━━━━━ Exercise data ━━━━━

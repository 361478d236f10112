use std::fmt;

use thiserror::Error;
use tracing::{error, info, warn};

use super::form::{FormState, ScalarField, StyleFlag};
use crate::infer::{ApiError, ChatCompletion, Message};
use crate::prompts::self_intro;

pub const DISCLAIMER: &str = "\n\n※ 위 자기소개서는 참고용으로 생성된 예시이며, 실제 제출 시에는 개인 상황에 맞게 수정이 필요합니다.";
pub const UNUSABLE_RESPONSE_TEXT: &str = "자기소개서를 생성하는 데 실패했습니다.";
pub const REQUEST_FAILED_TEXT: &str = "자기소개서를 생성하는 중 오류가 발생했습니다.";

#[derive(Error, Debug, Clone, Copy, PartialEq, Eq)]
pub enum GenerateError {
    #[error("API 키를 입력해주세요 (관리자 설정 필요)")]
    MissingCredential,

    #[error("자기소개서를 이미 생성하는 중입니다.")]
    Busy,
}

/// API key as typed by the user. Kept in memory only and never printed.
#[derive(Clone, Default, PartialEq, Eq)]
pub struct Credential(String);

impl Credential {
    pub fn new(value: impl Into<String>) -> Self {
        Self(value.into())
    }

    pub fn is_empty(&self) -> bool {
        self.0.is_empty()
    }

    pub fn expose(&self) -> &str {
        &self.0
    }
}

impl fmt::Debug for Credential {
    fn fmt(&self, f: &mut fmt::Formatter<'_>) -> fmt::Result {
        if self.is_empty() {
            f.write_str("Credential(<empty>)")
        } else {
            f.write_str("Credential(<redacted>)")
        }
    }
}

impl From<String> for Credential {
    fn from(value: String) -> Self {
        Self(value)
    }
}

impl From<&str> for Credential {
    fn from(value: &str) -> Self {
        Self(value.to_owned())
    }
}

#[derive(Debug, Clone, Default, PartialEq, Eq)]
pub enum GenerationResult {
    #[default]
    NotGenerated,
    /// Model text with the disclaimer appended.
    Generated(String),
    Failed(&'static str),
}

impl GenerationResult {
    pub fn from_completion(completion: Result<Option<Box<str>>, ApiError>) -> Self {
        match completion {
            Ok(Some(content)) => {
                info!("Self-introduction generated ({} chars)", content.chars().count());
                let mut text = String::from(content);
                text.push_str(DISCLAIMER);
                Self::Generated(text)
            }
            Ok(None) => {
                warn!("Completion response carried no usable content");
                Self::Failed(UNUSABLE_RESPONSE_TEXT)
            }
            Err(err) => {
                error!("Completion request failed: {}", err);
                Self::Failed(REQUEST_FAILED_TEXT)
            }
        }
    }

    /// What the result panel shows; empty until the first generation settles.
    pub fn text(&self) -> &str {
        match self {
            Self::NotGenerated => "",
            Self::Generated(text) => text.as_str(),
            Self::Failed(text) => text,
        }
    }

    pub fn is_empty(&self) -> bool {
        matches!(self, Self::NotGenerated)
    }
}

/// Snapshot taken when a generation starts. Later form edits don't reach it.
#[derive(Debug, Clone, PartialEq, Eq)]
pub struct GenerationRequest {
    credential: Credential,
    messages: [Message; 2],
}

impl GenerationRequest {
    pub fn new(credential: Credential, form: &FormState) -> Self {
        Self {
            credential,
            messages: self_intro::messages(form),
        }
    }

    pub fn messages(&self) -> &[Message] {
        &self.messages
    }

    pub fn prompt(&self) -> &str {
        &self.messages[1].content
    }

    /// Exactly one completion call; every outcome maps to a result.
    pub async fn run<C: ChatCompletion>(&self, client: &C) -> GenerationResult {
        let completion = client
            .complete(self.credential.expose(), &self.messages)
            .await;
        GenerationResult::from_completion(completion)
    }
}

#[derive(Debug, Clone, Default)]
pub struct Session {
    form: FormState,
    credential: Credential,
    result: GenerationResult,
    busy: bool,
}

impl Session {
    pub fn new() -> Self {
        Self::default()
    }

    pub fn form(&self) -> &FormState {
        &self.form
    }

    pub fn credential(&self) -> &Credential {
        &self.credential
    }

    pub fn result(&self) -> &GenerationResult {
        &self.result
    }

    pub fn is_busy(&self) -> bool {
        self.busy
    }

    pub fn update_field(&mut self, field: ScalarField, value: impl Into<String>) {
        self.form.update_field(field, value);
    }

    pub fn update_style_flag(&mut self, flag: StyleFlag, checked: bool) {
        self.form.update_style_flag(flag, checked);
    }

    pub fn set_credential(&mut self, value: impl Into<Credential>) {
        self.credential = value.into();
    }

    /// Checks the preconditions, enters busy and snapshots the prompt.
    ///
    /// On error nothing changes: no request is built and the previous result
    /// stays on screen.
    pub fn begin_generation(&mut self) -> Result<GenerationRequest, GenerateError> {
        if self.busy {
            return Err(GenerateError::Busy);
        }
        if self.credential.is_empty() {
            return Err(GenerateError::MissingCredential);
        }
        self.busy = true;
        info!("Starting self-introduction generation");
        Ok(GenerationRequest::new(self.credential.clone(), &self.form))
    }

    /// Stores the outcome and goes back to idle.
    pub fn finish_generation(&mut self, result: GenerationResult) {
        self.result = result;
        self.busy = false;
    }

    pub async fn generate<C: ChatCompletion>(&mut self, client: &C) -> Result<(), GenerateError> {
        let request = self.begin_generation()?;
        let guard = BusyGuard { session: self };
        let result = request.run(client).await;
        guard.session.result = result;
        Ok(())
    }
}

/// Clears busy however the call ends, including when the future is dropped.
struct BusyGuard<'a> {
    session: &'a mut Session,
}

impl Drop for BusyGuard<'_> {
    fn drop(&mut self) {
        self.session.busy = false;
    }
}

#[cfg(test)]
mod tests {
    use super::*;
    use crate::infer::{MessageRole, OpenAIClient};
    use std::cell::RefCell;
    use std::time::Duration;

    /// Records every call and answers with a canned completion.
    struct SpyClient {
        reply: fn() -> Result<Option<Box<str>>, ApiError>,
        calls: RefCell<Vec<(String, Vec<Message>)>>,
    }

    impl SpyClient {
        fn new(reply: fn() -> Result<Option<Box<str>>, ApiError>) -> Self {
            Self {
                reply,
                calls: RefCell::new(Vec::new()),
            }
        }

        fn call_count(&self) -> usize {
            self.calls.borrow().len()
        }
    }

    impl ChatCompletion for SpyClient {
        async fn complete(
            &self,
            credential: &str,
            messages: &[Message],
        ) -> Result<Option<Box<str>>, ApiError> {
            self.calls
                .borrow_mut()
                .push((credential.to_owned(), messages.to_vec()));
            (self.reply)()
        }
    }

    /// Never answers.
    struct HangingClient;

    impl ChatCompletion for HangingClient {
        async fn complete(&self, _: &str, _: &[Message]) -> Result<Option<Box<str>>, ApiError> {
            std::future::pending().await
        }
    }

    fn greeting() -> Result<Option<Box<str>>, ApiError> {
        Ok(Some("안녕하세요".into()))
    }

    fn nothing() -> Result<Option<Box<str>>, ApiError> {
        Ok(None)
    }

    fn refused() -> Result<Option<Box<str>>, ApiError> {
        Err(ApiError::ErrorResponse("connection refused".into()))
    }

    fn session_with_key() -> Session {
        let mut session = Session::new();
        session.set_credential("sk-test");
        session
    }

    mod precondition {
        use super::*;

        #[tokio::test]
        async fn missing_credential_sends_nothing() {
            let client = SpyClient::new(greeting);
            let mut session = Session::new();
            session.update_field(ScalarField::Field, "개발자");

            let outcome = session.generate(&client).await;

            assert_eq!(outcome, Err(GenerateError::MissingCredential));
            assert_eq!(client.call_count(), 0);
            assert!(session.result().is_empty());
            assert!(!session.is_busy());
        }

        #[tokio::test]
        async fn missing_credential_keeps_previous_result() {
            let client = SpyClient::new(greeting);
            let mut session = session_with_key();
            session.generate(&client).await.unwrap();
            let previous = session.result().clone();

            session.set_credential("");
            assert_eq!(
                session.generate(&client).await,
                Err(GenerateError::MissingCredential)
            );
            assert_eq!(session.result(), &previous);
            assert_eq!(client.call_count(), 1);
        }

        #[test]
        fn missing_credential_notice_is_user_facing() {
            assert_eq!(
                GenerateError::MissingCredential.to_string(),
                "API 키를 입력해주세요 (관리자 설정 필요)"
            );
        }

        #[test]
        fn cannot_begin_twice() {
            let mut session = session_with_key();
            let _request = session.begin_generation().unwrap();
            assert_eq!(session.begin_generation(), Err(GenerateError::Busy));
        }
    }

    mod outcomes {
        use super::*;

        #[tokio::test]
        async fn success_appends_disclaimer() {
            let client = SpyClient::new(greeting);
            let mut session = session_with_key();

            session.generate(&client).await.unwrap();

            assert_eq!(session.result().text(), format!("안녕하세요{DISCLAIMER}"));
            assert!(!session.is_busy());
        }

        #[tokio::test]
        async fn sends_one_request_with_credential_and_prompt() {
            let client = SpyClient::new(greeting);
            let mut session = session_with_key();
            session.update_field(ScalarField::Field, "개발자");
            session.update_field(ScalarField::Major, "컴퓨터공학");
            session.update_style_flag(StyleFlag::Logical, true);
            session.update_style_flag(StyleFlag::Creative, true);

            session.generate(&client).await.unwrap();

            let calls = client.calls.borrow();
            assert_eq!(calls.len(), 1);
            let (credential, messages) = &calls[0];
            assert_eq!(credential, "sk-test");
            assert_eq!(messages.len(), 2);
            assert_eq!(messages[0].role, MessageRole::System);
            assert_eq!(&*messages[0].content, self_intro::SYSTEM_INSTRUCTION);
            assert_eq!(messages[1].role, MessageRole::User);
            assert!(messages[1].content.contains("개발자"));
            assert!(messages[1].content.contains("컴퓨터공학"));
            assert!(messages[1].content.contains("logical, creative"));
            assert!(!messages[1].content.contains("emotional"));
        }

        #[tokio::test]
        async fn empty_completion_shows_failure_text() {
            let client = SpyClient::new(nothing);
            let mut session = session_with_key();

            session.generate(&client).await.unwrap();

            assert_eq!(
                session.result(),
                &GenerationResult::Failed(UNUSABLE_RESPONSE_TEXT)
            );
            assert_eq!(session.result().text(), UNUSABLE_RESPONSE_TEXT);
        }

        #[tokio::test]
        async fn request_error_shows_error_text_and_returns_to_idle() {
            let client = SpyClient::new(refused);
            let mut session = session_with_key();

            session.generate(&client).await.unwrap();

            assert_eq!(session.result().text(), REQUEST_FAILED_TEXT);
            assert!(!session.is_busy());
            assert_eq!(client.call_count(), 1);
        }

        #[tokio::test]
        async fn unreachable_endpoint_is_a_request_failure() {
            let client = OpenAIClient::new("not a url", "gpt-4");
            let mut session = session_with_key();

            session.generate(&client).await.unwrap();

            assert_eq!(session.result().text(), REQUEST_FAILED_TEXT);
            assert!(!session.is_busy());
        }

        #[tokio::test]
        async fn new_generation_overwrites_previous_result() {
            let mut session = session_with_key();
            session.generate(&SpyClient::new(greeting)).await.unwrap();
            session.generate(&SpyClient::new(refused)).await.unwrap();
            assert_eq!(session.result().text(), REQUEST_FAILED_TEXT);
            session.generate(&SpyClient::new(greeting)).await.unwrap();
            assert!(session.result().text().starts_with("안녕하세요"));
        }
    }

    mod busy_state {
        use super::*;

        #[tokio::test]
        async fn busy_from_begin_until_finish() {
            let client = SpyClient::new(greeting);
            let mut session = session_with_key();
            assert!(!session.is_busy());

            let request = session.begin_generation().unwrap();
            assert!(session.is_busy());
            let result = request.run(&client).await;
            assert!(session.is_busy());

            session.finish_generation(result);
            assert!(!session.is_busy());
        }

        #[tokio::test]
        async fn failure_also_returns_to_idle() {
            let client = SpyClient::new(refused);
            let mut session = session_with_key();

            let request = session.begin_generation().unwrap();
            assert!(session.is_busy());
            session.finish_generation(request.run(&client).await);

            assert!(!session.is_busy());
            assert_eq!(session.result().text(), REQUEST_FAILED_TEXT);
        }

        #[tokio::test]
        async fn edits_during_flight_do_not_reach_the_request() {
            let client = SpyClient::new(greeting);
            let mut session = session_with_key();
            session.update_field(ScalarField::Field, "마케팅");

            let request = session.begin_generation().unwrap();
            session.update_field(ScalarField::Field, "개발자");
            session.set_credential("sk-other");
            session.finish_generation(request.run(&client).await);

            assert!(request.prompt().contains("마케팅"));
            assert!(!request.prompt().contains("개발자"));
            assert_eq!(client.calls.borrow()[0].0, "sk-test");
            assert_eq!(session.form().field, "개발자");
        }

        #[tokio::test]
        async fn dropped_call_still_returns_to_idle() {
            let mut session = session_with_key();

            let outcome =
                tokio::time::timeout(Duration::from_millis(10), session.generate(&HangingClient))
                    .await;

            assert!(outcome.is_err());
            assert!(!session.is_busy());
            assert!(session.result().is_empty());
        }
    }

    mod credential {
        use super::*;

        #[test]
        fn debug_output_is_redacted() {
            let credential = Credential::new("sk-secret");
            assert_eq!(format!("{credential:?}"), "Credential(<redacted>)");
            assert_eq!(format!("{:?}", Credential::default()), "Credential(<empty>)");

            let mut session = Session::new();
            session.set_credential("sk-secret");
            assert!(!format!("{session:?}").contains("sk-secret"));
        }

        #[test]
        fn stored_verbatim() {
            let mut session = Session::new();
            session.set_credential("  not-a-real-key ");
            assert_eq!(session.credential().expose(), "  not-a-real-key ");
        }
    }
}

━━━━━
━━━━━ Exercise data ━━━━━

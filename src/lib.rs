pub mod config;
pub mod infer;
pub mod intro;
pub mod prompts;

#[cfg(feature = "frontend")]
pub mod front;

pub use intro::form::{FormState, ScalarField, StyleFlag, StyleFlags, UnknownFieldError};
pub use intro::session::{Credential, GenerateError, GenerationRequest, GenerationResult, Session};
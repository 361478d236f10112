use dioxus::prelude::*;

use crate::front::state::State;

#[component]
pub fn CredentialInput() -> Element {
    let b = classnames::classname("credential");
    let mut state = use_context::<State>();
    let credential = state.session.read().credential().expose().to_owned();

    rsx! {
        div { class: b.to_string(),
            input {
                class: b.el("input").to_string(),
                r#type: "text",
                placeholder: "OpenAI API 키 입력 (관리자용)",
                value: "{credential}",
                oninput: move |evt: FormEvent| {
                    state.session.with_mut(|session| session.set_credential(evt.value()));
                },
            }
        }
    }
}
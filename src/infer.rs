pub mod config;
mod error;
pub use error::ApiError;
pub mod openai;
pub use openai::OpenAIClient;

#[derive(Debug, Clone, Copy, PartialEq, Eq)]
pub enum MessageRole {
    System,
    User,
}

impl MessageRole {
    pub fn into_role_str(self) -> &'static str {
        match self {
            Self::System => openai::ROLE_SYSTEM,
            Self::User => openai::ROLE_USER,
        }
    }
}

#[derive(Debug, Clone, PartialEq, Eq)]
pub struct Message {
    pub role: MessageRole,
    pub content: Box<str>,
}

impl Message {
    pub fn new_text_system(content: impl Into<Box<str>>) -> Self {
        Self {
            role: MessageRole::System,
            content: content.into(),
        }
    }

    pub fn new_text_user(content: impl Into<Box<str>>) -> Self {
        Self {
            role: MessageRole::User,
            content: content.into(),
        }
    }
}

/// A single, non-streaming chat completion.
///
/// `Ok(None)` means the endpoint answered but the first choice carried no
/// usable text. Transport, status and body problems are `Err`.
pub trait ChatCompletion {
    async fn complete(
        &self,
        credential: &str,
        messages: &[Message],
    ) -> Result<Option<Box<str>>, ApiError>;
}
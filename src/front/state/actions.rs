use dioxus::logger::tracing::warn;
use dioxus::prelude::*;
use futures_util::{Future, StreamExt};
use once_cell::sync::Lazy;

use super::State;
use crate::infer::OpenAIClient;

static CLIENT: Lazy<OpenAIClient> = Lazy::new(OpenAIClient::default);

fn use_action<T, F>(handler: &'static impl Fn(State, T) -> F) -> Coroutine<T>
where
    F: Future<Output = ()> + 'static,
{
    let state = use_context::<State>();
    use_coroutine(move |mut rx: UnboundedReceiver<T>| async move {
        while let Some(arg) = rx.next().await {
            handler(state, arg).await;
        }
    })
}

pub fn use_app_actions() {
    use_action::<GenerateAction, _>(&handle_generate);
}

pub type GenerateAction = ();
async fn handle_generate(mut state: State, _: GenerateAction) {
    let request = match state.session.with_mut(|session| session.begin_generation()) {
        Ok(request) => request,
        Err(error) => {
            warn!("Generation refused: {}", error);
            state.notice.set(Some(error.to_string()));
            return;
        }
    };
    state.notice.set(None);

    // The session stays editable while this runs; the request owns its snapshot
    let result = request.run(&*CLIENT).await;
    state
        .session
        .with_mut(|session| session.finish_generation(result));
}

━━━━━

## Work required
Search the entries for the word "Option". Copy every line where it occurs.

## Reply to the task
    pub fn from_completion(completion: Result<Option<Box<str>>, ApiError>) -> Self {
        reply: fn() -> Result<Option<Box<str>>, ApiError>,
        fn new(reply: fn() -> Result<Option<Box<str>>, ApiError>) -> Self {
        ) -> Result<Option<Box<str>>, ApiError> {
        async fn complete(&self, _: &str, _: &[Message]) -> Result<Option<Box<str>>, ApiError> {
    fn greeting() -> Result<Option<Box<str>>, ApiError> {
    fn nothing() -> Result<Option<Box<str>>, ApiError> {
    fn refused() -> Result<Option<Box<str>>, ApiError> {
    ) -> Result<Option<Box<str>>, ApiError>;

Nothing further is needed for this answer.